(WORK ITEM)
In the data that follows, how many lines contain the word "which"? Give only that number.

(INPUT FOR THIS TASK)
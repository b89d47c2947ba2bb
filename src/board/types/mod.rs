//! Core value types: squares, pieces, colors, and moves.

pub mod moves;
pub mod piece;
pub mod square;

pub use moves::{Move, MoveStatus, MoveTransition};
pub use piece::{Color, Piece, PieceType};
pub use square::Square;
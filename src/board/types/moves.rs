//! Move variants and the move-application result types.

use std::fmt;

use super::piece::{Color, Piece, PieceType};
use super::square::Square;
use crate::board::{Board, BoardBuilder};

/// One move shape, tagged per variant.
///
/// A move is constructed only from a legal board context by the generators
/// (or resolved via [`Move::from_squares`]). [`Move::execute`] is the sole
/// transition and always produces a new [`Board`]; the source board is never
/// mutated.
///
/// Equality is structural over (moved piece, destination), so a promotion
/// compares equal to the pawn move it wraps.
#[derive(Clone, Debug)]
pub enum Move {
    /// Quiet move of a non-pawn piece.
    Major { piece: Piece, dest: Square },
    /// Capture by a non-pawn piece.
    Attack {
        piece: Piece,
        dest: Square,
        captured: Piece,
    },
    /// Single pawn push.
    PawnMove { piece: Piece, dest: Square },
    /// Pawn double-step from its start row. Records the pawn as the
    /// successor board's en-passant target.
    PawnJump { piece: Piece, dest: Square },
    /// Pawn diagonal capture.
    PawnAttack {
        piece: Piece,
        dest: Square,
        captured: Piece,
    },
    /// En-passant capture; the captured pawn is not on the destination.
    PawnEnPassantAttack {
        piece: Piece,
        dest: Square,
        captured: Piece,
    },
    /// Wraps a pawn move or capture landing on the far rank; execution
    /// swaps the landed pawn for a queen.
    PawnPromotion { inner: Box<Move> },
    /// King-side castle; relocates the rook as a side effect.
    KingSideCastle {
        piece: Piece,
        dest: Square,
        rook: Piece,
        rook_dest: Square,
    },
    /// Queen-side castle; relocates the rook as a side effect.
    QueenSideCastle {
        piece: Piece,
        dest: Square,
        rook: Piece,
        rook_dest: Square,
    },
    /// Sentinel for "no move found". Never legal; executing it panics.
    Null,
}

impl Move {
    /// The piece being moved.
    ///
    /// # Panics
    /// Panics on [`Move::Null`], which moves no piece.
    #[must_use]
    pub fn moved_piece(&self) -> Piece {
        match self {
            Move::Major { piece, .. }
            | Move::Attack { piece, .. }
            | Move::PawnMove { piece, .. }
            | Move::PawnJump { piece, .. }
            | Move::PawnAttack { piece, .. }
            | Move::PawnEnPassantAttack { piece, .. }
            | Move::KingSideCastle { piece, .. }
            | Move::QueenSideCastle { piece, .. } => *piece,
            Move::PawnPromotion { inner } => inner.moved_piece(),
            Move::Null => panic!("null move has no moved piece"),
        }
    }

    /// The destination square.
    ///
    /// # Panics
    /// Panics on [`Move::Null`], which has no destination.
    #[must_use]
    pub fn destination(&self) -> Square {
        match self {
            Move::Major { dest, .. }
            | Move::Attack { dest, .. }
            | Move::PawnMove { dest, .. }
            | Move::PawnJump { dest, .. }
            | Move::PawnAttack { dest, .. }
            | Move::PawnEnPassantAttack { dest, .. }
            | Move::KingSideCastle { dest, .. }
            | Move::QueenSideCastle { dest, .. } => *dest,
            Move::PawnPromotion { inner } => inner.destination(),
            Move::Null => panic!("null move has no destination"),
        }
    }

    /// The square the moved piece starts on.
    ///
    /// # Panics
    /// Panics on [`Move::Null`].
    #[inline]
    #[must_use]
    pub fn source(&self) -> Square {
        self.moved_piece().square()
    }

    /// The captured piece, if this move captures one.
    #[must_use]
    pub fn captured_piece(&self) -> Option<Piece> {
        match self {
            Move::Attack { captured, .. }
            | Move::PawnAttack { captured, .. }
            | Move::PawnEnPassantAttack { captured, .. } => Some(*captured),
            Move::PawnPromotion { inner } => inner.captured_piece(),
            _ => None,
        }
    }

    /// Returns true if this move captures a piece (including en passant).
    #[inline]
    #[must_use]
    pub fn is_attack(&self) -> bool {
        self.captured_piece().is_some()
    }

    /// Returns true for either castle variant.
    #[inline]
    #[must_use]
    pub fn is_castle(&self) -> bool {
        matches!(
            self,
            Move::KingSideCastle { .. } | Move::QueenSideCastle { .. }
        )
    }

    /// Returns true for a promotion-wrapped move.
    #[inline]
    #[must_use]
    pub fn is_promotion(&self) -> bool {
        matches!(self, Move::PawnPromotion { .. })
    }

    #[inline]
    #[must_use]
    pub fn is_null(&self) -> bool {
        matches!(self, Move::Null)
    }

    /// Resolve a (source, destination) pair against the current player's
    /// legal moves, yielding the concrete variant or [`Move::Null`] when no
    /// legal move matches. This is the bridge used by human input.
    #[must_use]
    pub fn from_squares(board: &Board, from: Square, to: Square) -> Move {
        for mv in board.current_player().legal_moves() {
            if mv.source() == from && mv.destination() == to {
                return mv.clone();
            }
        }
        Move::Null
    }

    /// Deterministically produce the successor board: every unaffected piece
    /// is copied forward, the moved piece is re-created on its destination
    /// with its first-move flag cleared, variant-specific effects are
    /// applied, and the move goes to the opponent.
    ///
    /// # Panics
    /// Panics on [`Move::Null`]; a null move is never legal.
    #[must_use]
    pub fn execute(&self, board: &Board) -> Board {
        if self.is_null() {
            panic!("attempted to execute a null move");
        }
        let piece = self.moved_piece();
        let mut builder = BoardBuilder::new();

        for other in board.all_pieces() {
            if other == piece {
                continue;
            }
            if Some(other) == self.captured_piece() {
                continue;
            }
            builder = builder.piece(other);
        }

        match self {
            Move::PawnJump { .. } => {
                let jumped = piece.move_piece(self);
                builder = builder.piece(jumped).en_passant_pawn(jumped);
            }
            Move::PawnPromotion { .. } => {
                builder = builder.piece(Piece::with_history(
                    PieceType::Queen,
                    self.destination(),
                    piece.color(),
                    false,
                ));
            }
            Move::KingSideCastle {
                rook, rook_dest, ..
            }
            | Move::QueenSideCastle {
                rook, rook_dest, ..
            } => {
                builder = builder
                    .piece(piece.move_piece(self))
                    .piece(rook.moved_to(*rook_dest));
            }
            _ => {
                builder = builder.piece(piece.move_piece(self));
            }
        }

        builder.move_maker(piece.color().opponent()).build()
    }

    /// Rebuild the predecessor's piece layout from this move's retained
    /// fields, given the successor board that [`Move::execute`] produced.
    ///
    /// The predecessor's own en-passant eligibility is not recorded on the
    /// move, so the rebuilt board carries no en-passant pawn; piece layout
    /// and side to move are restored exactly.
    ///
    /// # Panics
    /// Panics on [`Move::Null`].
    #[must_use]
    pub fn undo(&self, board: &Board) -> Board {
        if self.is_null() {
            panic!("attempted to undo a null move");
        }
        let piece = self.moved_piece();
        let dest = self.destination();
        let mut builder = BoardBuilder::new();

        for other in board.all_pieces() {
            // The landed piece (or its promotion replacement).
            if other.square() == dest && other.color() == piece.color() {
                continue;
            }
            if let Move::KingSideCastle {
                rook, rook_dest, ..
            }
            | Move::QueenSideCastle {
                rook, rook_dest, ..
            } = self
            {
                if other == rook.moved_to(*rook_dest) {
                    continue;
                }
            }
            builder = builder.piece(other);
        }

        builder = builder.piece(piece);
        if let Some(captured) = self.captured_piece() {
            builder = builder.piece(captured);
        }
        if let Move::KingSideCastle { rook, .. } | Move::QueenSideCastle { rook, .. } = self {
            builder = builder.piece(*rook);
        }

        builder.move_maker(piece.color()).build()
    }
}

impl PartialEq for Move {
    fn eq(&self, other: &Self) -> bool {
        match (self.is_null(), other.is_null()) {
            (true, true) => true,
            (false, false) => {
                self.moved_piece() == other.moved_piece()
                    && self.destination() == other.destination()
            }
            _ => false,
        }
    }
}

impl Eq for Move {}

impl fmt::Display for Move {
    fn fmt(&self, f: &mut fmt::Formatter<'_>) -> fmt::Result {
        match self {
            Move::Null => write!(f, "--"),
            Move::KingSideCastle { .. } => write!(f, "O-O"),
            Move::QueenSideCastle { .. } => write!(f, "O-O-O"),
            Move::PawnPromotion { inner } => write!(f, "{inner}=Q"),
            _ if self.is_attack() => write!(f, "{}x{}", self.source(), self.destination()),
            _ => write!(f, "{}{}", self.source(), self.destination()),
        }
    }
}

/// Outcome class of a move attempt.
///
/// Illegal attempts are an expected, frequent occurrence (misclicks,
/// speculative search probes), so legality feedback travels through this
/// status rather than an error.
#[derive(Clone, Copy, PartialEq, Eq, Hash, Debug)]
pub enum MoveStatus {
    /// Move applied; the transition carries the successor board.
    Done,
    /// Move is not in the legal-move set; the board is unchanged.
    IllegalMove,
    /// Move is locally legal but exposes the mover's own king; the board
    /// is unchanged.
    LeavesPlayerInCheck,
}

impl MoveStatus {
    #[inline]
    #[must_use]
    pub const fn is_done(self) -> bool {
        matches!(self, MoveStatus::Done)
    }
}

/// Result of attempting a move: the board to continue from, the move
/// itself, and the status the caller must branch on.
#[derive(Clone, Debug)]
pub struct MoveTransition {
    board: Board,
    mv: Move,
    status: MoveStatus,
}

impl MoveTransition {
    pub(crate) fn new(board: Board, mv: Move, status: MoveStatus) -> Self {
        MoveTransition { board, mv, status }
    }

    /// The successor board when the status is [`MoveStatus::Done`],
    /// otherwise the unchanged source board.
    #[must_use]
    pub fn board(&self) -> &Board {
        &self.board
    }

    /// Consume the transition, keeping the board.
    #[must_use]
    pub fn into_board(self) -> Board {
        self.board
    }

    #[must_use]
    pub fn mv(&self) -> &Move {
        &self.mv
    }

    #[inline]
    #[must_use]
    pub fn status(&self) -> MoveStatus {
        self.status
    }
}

(ANSWER SPACE)
2